「故郷におかえり」
最近、中国・上海を訪れた歌手兼女優のIUに、そんな揶揄が飛んだ。
発端は、上海・南京東路でIUを偶然目撃したという動画だった。街中に姿を見せたIUがファンに手を振る様子が公開されると、多くの反応が寄せられた。
ところが、そのなかには「現地人」「故郷に来たことを歓迎します」「本国に帰って休んでいる」といった書き込みも並んだ。IUを中国人だと決めつけたうえで、中国訪問を“里帰り”のように扱ったのだ。
もちろん、IUが中国人だという事実はない。では、なぜこんな言葉が飛び出すのか。
実は韓国の人気スターが、本人の意思とは無関係に“中国人”にされてしまうケースは、今回が初めてではない。
IUは以前から“中国人”にされていた
IUをめぐる国籍デマは、最近突然生まれたものではない。

2021年には、中国のSNS上でIUの公演映像に中国国旗を表示し、「中国人」として扱う動画が投稿されて物議を醸した。
韓国メディア『メイル経済』によると、その動画には「中国人対カンボジア」といった趣旨のハッシュタグまで付けられていた。韓国のユーザーから抗議や訂正を求めるコメントが相次いだが、記事掲載時点でも投稿は修正されていなかったという。
それから年月が経った現在も、IUを「中国人」「中国資本の代理人」などとする根拠のない話は消えていない。
今回も、上海に姿を見せたというだけで、その古い“設定”が再び呼び起こされ、「故郷へようこそ」という言葉につながった。
ウォニョンにも長年付きまとう“中国人説”
似た経験をしてきたのがIVEのウォニョンだ。

ウォニョンをめぐっては、過去に「華僑」「朝鮮族」などとする根拠のない国籍説がオンライン上で拡散してきた。
2022年には中国メディアが、ウォニョンを「中国系」とする前提で記事を掲載したこともある。
韓国メディア『MKスポーツ』は、過去の個人情報流出やオーディション番組『PRODUCE 48』出演当時の英語名表記、中国語の発音などが歪曲され、「朝鮮族」「華僑」とする虚偽情報へ発展したと説明している。
つまりIUとウォニョンの場合、中国の一部SNSユーザーやメディアによって、韓国の人気スターが“中国側の人物”として扱われる過程で、“中国人説”が生まれてきた側面がある。
本人たちがそう名乗ったわけではない。それでも人気が高く、中国でも大きな関心を集めるスターだからこそ、「実は中国系なのではないか」という物語が外側から作られていったといえるだろう。
ツヤンは別方向から“中国人”にされた
ただし、“中国人説”が生まれる経路はひとつではない。チャンネル登録者数1340万人の人気ユーチューバー、ツヤンの場合は、IUやウォニョンとは少し事情が違う。
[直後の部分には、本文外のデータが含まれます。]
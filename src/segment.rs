//! Data-segment / `brk` management.
//!
//! A cartel's data segment is just another anonymous region, but one the
//! rest of the ABI expects to find at a fixed, remembered address and to be
//! able to grow or shrink in place by moving only its end. This module is
//! the thin policy layer over [`crate::region::RegionMap`] that gives the
//! segment that fixed identity.

use alloc::vec::Vec;

use crate::collab::MemScheduler;
use crate::error::{MmError, MmResult};
use crate::ptable::CanonicalTree;
use crate::region::RegionMap;
use crate::swap::SwapEngine;
use crate::types::{align_up, lpn_of, pages_for, BackingKind, Prot, RegionId, VirtAddr};

/// Tracks the data segment's region and its ABI-visible start/end. `start`
/// never moves once set; `end` is the current `brk`.
#[derive(Debug, Clone, Copy)]
pub struct DataSegment {
    region: Option<RegionId>,
    start: VirtAddr,
    end: VirtAddr,
}

impl DataSegment {
    pub fn new() -> Self {
        DataSegment { region: None, start: 0, end: 0 }
    }

    pub fn get_data_start(&self) -> VirtAddr {
        self.start
    }

    pub fn get_data_end(&self) -> VirtAddr {
        self.end
    }

    /// Fixes the segment's start address. Only valid before the segment has
    /// been grown; called once, early in cartel setup.
    pub fn set_data_start(&mut self, addr: VirtAddr) -> MmResult<()> {
        if self.region.is_some() {
            return Err(MmError::Busy);
        }
        self.start = addr;
        self.end = addr;
        Ok(())
    }

    /// Grows or shrinks the segment so `get_data_end()` becomes `new_end`.
    /// Growing reserves and maps new anonymous pages (demand-zero, faulted
    /// in lazily like any other anonymous region); shrinking clears and
    /// frees the pages beyond the new end.
    pub fn set_data_end(
        &mut self,
        map: &mut RegionMap,
        tree: &mut CanonicalTree,
        swap: &mut SwapEngine,
        sched: &dyn MemScheduler,
        world: u64,
        new_end: VirtAddr,
    ) -> MmResult<()> {
        if new_end < self.start {
            return Err(MmError::BadParam);
        }
        if new_end == self.end {
            return Ok(());
        }
        if new_end > self.end {
            self.grow(map, tree, sched, world, new_end)
        } else {
            self.shrink(map, tree, swap, new_end)
        }
    }

    fn grow(
        &mut self,
        map: &mut RegionMap,
        tree: &mut CanonicalTree,
        sched: &dyn MemScheduler,
        world: u64,
        new_end: VirtAddr,
    ) -> MmResult<()> {
        match self.region {
            None => {
                let mut addr = self.start;
                let id = map.allocate_range(
                    tree,
                    sched,
                    world,
                    &mut addr,
                    false,
                    new_end - self.start,
                    Prot::READ | Prot::WRITE,
                    BackingKind::Anonymous,
                    None,
                    0,
                    false,
                    false,
                )?;
                self.region = Some(id);
            }
            Some(id) => {
                let length = new_end - self.start;
                let grew = map.try_extending(
                    tree,
                    sched,
                    world,
                    id,
                    length,
                    Prot::READ | Prot::WRITE,
                    false,
                )?;
                if !grew {
                    return Err(MmError::LimitExceeded);
                }
            }
        }
        self.end = new_end;
        Ok(())
    }

    fn shrink(
        &mut self,
        map: &mut RegionMap,
        tree: &mut CanonicalTree,
        swap: &mut SwapEngine,
        new_end: VirtAddr,
    ) -> MmResult<()> {
        let id = self.region.ok_or(MmError::InvalidAddress)?;
        let cut_from = align_up(new_end);
        let old_end = map.get(id).ok_or(MmError::InvalidAddress)?.end();
        if cut_from < old_end {
            let mut acc = Vec::new();
            map.clear_range(tree, swap, lpn_of(cut_from), pages_for(old_end - cut_from), false, &mut acc)?;
            map.get_mut(id).unwrap().length = cut_from - self.start;
        }
        self.end = new_end;
        Ok(())
    }
}

impl Default for DataSegment {
    fn default() -> Self {
        Self::new()
    }
}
ツヤンは2025年、YouTube番組で、自身をめぐる最も荒唐無稽な虚偽情報として「中国人説」と「中国勢力の支援説」を挙げた。
当時1200万人だった登録者数について、「中国勢力が支援しているからこれほど多い」と言われ、さらに自身も「中国人だ」とされたという。
こちらは中国側から“自分たちのスター”として扱われたというより、ツヤンをめぐって広がった虚偽情報のなかで、中国との関係を勝手に作られたケースに近い。
人気の理由を「中国の支援」に結びつけ、本人の実績そのものを疑わせる材料として国籍が利用された格好だ。
なぜスターの国籍まで勝手に変えられるのか
IUとウォニョンは、中国側の一部言説のなかで“中国人/中国系”として扱われた。一方のツヤンは、攻撃材料として中国との架空のつながりを作られた。
出発点は違う。しかし、3人に共通していることがある。それは本人の実際の国籍とは関係なく、第三者が勝手に“別のプロフィール”を作っていることだ。
そして一度その設定が広まると、その後に起きる出来事まで、その偽情報に沿って解釈されてしまう。IUが上海へ行けば「本国に帰った」。ウォニョンの中国語の発音は“中国系説”の材料にされ、ツヤンの膨大な登録者数は「中国勢力のおかげ」とされた。

最初の根拠がなくても、一度作られた物語が、次の出来事を説明する“根拠”として使われてしまう。
中国人であること自体が問題なのではもちろんない。問題なのは、本人とは無関係なところで国籍を作り変え、その偽のプロフィールを使って、さらに別の批判や揶揄を積み重ねていくことだ。
IUが上海を歩いただけで飛んだ「故郷におかえり」という言葉。その短い一言の裏には、何年も前から積み重なってきた国籍デマがある。中国側の言説から生まれたものもあれば、人気を貶めるために作られたものもある。
生まれ方は違っても、本人とは無関係に“国籍”を書き換えられている点は同じだ。そして、それはIUだけの問題ではない。